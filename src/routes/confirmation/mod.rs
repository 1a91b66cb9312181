//! src/routes/confirmation/mod.rs

use actix_web::Responder;
use askama_actix::Template;

#[derive(Template)]
#[template(path = "confirmation.html")]
struct ConfirmationTemplate {}

pub async fn confirmation() -> impl Responder {
    ConfirmationTemplate {}
}
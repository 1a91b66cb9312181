//! src/lib.rs

pub mod configuration;
pub mod domain;
pub mod email_client;
pub mod error;
pub mod payment_client;
pub mod routes;
pub mod startup;
pub mod telemetry;
pub mod uploads;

[What this task involves]
Each record must be repeated exactly as it appears above.

[Answer for the task]
filename src/routes/confirmation/mod.rs
repository 1a91b66cb9312181
//! src/routes/confirmation/mod.rs

use actix_web::Responder;
use askama_actix::Template;

#[derive(Template)]
#[template(path = "confirmation.html")]
struct ConfirmationTemplate {}

pub async fn confirmation() -> impl Responder {
    ConfirmationTemplate {}
}
repository 1a91b66cb9312181
//! src/lib.rs

pub mod configuration;
pub mod domain;
pub mod email_client;
pub mod error;
pub mod payment_client;
pub mod routes;
pub mod startup;
pub mod telemetry;
pub mod uploads;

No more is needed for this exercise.